= Manohar Lal (economist) =

Economist, lawyer, and politician during the British Raj

Sir Manohar Lal (31 December 1871 – 1 May 1949) was an economist, lawyer and politician during the British Raj.

==Biography==
Lal was born into a Hindu Baniya family in Fazilka, Punjab. He was schooled in Fazilka and Ferozepur before reading English at Forman Christian College where he achieved a first. He subsequently won a scholarship to St John's College, Cambridge. At Cambridge he became the first Indian to secure a first in the Moral Sciences Tripos, studying economics under Alfred Marshall. In 1904 he was awarded the prestigious Cobden Prize ahead of D. H. MacGregor and later that year he was called to the bar at Lincoln's Inn.

In 1905 he returned to India owing to the ill health of his father and accepted a professorship at Randhir College in Kapurthala. In 1909 he was appointed the Minto Professor of Economics at Calcutta University, becoming the first university professor of economics, and the first person, Indian or European, to hold a university chair. His students included Rajendra Prasad, Azizul Haque and Radhakamal Mukerjee.

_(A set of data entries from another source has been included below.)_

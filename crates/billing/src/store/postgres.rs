//! Postgres billing store
//!
//! The production store. Atomicity contracts map onto:
//! - a partial unique index on `(tenant_id, invoice_type, period_start)`
//!   over non-rejected invoices (duplicate inserts fail with 23505, which
//!   the error layer turns into `DuplicateInvoice`),
//! - version-guarded `UPDATE ... WHERE version = $n` for tenant records,
//! - one transaction spanning the invoice and tenant writes on approval,
//! - an upsert-returning sequence table keyed by `YYYYMM` for numbering.

use async_trait::async_trait;
use dukani_shared::{
    Invoice, InvoiceStatus, InvoiceType, SubscriptionStatus, TenantSubscription, Tier,
};
use sqlx::PgPool;
use time::OffsetDateTime;
use uuid::Uuid;

use crate::error::{BillingError, BillingResult};

use super::{invoice_number, month_key, BillingStore, NewInvoice};

const TENANT_COLUMNS: &str = "tenant_id, tier_id, status, trial_ends_at, \
     subscription_starts_at, subscription_ends_at, overdue_since, \
     is_payment_overdue, cancel_reason, version, updated_at";

const INVOICE_COLUMNS: &str = "id, tenant_id, tier_id, number, invoice_type, status, \
     amount_cents, currency, due_date, period_start, period_end, \
     receipt_ref, reviewer_notes, submitted_at, reviewed_at, created_at";

#[derive(Debug, sqlx::FromRow)]
struct TenantRow {
    tenant_id: Uuid,
    tier_id: Uuid,
    status: String,
    trial_ends_at: OffsetDateTime,
    subscription_starts_at: Option<OffsetDateTime>,
    subscription_ends_at: Option<OffsetDateTime>,
    overdue_since: Option<OffsetDateTime>,
    is_payment_overdue: bool,
    cancel_reason: Option<String>,
    version: i64,
    updated_at: OffsetDateTime,
}

impl TryFrom<TenantRow> for TenantSubscription {
    type Error = BillingError;

    fn try_from(row: TenantRow) -> Result<Self, Self::Error> {
        Ok(TenantSubscription {
            tenant_id: row.tenant_id,
            tier_id: row.tier_id,
            status: row.status.parse::<SubscriptionStatus>()?,
            trial_ends_at: row.trial_ends_at,
            subscription_starts_at: row.subscription_starts_at,
            subscription_ends_at: row.subscription_ends_at,
            overdue_since: row.overdue_since,
            is_payment_overdue: row.is_payment_overdue,
            cancel_reason: row.cancel_reason,
            version: row.version,
            updated_at: row.updated_at,
        })
    }
}

#[derive(Debug, sqlx::FromRow)]
struct InvoiceRow {
    id: Uuid,
    tenant_id: Uuid,
    tier_id: Uuid,
    number: String,
    invoice_type: String,
    status: String,
    amount_cents: i64,
    currency: String,
    due_date: OffsetDateTime,
    period_start: OffsetDateTime,
    period_end: OffsetDateTime,
    receipt_ref: Option<String>,
    reviewer_notes: Option<String>,
    submitted_at: Option<OffsetDateTime>,
    reviewed_at: Option<OffsetDateTime>,
    created_at: OffsetDateTime,
}

impl TryFrom<InvoiceRow> for Invoice {
    type Error = BillingError;

    fn try_from(row: InvoiceRow) -> Result<Self, Self::Error> {
        Ok(Invoice {
            id: row.id,
            tenant_id: row.tenant_id,
            tier_id: row.tier_id,
            number: row.number,
            invoice_type: row.invoice_type.parse::<InvoiceType>()?,
            status: row.status.parse::<InvoiceStatus>()?,
            amount_cents: row.amount_cents,
            currency: row.currency,
            due_date: row.due_date,
            period_start: row.period_start,
            period_end: row.period_end,
            receipt_ref: row.receipt_ref,
            reviewer_notes: row.reviewer_notes,
            submitted_at: row.submitted_at,
            reviewed_at: row.reviewed_at,
            created_at: row.created_at,
        })
    }
}

#[derive(Debug, sqlx::FromRow)]
struct TierRow {
    id: Uuid,
    name: String,
    country: String,
    monthly_price_cents: i64,
    currency: String,
    trial_days: i64,
    grace_days: i64,
    max_products: i64,
    max_monthly_orders: i64,
    max_storage_mb: i64,
    active: bool,
}

#[derive(Clone)]
pub struct PgStore {
    pool: PgPool,
}

impl PgStore {
    pub fn new(pool: PgPool) -> Self {
        Self { pool }
    }

    /// Load the tier catalog. Tiers are operator-owned and read-only to
    /// the engine, so binaries load them once at startup.
    pub async fn fetch_tiers(&self) -> BillingResult<Vec<Tier>> {
        let rows: Vec<TierRow> = sqlx::query_as(
            "SELECT id, name, country, monthly_price_cents, currency, trial_days, \
             grace_days, max_products, max_monthly_orders, max_storage_mb, active \
             FROM tiers",
        )
        .fetch_all(&self.pool)
        .await?;

        Ok(rows
            .into_iter()
            .map(|row| Tier {
                id: row.id,
                name: row.name,
                country: row.country,
                monthly_price_cents: row.monthly_price_cents,
                currency: row.currency,
                trial_days: row.trial_days,
                grace_days: row.grace_days,
                max_products: row.max_products,
                max_monthly_orders: row.max_monthly_orders,
                max_storage_mb: row.max_storage_mb,
                active: row.active,
            })
            .collect())
    }
}

#[async_trait]
impl BillingStore for PgStore {
    async fn tenant(&self, tenant_id: Uuid) -> BillingResult<TenantSubscription> {
        let row: Option<TenantRow> = sqlx::query_as(&format!(
            "SELECT {} FROM tenant_subscriptions WHERE tenant_id = $1",
            TENANT_COLUMNS
        ))
        .bind(tenant_id)
        .fetch_optional(&self.pool)
        .await?;

        row.ok_or_else(|| BillingError::NotFound(format!("Tenant {} not found", tenant_id)))?
            .try_into()
    }

    async fn insert_tenant(&self, tenant: &TenantSubscription) -> BillingResult<()> {
        sqlx::query(
            "INSERT INTO tenant_subscriptions \
             (tenant_id, tier_id, status, trial_ends_at, subscription_starts_at, \
              subscription_ends_at, overdue_since, is_payment_overdue, cancel_reason, \
              version, updated_at) \
             VALUES ($1, $2, $3, $4, $5, $6, $7, $8, $9, $10, $11)",
        )
        .bind(tenant.tenant_id)
        .bind(tenant.tier_id)
        .bind(tenant.status.as_str())
        .bind(tenant.trial_ends_at)
        .bind(tenant.subscription_starts_at)
        .bind(tenant.subscription_ends_at)
        .bind(tenant.overdue_since)
        .bind(tenant.is_payment_overdue)
        .bind(&tenant.cancel_reason)
        .bind(tenant.version)
        .bind(tenant.updated_at)
        .execute(&self.pool)
        .await?;
        Ok(())
    }

    async fn tenants_by_status(
        &self,
        status: SubscriptionStatus,
    ) -> BillingResult<Vec<TenantSubscription>> {
        let rows: Vec<TenantRow> = sqlx::query_as(&format!(
            "SELECT {} FROM tenant_subscriptions WHERE status = $1",
            TENANT_COLUMNS
        ))
        .bind(status.as_str())
        .fetch_all(&self.pool)
        .await?;

        rows.into_iter().map(TryInto::try_into).collect()
    }

    async fn update_tenant(
        &self,
        tenant: &TenantSubscription,
    ) -> BillingResult<TenantSubscription> {
        let row: Option<TenantRow> = sqlx::query_as(&format!(
            "UPDATE tenant_subscriptions SET \
                 tier_id = $1, status = $2, trial_ends_at = $3, \
                 subscription_starts_at = $4, subscription_ends_at = $5, \
                 overdue_since = $6, is_payment_overdue = $7, cancel_reason = $8, \
                 version = version + 1, updated_at = $9 \
             WHERE tenant_id = $10 AND version = $11 \
             RETURNING {}",
            TENANT_COLUMNS
        ))
        .bind(tenant.tier_id)
        .bind(tenant.status.as_str())
        .bind(tenant.trial_ends_at)
        .bind(tenant.subscription_starts_at)
        .bind(tenant.subscription_ends_at)
        .bind(tenant.overdue_since)
        .bind(tenant.is_payment_overdue)
        .bind(&tenant.cancel_reason)
        .bind(tenant.updated_at)
        .bind(tenant.tenant_id)
        .bind(tenant.version)
        .fetch_optional(&self.pool)
        .await?;

        row.ok_or_else(|| {
            BillingError::ConcurrentModification(format!(
                "Tenant {} was modified by another process",
                tenant.tenant_id
            ))
        })?
        .try_into()
    }

    async fn invoice(&self, invoice_id: Uuid) -> BillingResult<Invoice> {
        let row: Option<InvoiceRow> = sqlx::query_as(&format!(
            "SELECT {} FROM invoices WHERE id = $1",
            INVOICE_COLUMNS
        ))
        .bind(invoice_id)
        .fetch_optional(&self.pool)
        .await?;

        row.ok_or_else(|| BillingError::NotFound(format!("Invoice {} not found", invoice_id)))?
            .try_into()
    }

    async fn create_invoice(&self, new_invoice: NewInvoice) -> BillingResult<Invoice> {
        let mut tx = self.pool.begin().await?;

        let key = month_key(new_invoice.issued_at);
        let seq: i64 = sqlx::query_scalar(
            "INSERT INTO invoice_sequences (month_key, next_value) VALUES ($1, 1) \
             ON CONFLICT (month_key) \
             DO UPDATE SET next_value = invoice_sequences.next_value + 1 \
             RETURNING next_value",
        )
        .bind(&key)
        .fetch_one(&mut *tx)
        .await?;
        let number = invoice_number(&key, seq);

        let id = Uuid::new_v4();
        // The partial unique index turns a concurrent duplicate into a
        // 23505, surfaced as DuplicateInvoice by the error layer.
        let row: InvoiceRow = sqlx::query_as(&format!(
            "INSERT INTO invoices \
             (id, tenant_id, tier_id, number, invoice_type, status, amount_cents, \
              currency, due_date, period_start, period_end, created_at) \
             VALUES ($1, $2, $3, $4, $5, 'pending', $6, $7, $8, $9, $10, $11) \
             RETURNING {}",
            INVOICE_COLUMNS
        ))
        .bind(id)
        .bind(new_invoice.tenant_id)
        .bind(new_invoice.tier_id)
        .bind(&number)
        .bind(new_invoice.invoice_type.as_str())
        .bind(new_invoice.amount_cents)
        .bind(&new_invoice.currency)
        .bind(new_invoice.due_date)
        .bind(new_invoice.period_start)
        .bind(new_invoice.period_end)
        .bind(new_invoice.issued_at)
        .fetch_one(&mut *tx)
        .await?;

        tx.commit().await?;
        row.try_into()
    }

    async fn update_invoice(
        &self,
        invoice: &Invoice,
        expected: InvoiceStatus,
    ) -> BillingResult<Invoice> {
        let row: Option<InvoiceRow> = sqlx::query_as(&format!(
            "UPDATE invoices SET \
                 status = $1, receipt_ref = $2, reviewer_notes = $3, \
                 submitted_at = $4, reviewed_at = $5 \
             WHERE id = $6 AND status = $7 \
             RETURNING {}",
            INVOICE_COLUMNS
        ))
        .bind(invoice.status.as_str())
        .bind(&invoice.receipt_ref)
        .bind(&invoice.reviewer_notes)
        .bind(invoice.submitted_at)
        .bind(invoice.reviewed_at)
        .bind(invoice.id)
        .bind(expected.as_str())
        .fetch_optional(&self.pool)
        .await?;

        row.ok_or_else(|| {
            BillingError::InvalidState(format!(
                "Invoice {} is no longer {}",
                invoice.number, expected
            ))
        })?
        .try_into()
    }

    async fn commit_approval(
        &self,
        invoice: &Invoice,
        tenant: &TenantSubscription,
    ) -> BillingResult<()> {
        let mut tx = self.pool.begin().await?;

        let invoice_rows = sqlx::query(
            "UPDATE invoices SET status = $1, reviewer_notes = $2, reviewed_at = $3 \
             WHERE id = $4 AND status = 'submitted'",
        )
        .bind(invoice.status.as_str())
        .bind(&invoice.reviewer_notes)
        .bind(invoice.reviewed_at)
        .bind(invoice.id)
        .execute(&mut *tx)
        .await?
        .rows_affected();
        if invoice_rows == 0 {
            return Err(BillingError::InvalidState(format!(
                "Invoice {} is no longer submitted",
                invoice.number
            )));
        }

        let tenant_rows = sqlx::query(
            "UPDATE tenant_subscriptions SET \
                 tier_id = $1, status = $2, subscription_starts_at = $3, \
                 subscription_ends_at = $4, overdue_since = $5, \
                 is_payment_overdue = $6, version = version + 1, updated_at = $7 \
             WHERE tenant_id = $8 AND version = $9",
        )
        .bind(tenant.tier_id)
        .bind(tenant.status.as_str())
        .bind(tenant.subscription_starts_at)
        .bind(tenant.subscription_ends_at)
        .bind(tenant.overdue_since)
        .bind(tenant.is_payment_overdue)
        .bind(tenant.updated_at)
        .bind(tenant.tenant_id)
        .bind(tenant.version)
        .execute(&mut *tx)
        .await?
        .rows_affected();
        if tenant_rows == 0 {
            // Dropping the transaction rolls the invoice update back.
            return Err(BillingError::ConcurrentModification(format!(
                "Tenant {} was modified by another process",
                tenant.tenant_id
            )));
        }

        tx.commit().await?;
        Ok(())
    }

    async fn all_tenants(&self) -> BillingResult<Vec<TenantSubscription>> {
        let rows: Vec<TenantRow> = sqlx::query_as(&format!(
            "SELECT {} FROM tenant_subscriptions",
            TENANT_COLUMNS
        ))
        .fetch_all(&self.pool)
        .await?;
        rows.into_iter().map(TryInto::try_into).collect()
    }

    async fn all_invoices(&self) -> BillingResult<Vec<Invoice>> {
        let rows: Vec<InvoiceRow> =
            sqlx::query_as(&format!("SELECT {} FROM invoices", INVOICE_COLUMNS))
                .fetch_all(&self.pool)
                .await?;
        rows.into_iter().map(TryInto::try_into).collect()
    }
}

He left his post in 1912, returning to Lahore to practice law. Following the Jallianwala Bagh massacre in 1919 he was arrested on the basis of his role as a trustee of The Tribune newspaper and held in a jail for a month without charge. In 1920 he entered politics as a member of the provincial legislature from the university constituency. Governor Sir Malcolm Hailey appointed him as Education Minister in 1927 and he remained in the post until 1931. In 1937 he was appointed Finance Minister in the Unionist government of Sir Sikandar Hayat Khan. In 1939 he represented the Indian Empire as a delegate to League of Nations and was made a Knight Bachelor in 1941. He lost his seat at the 1946 elections.

Later in his life, he settled in Ambala, India and retired from public office. He died at the Cecil Hotel in Ambala on 1 May 1949.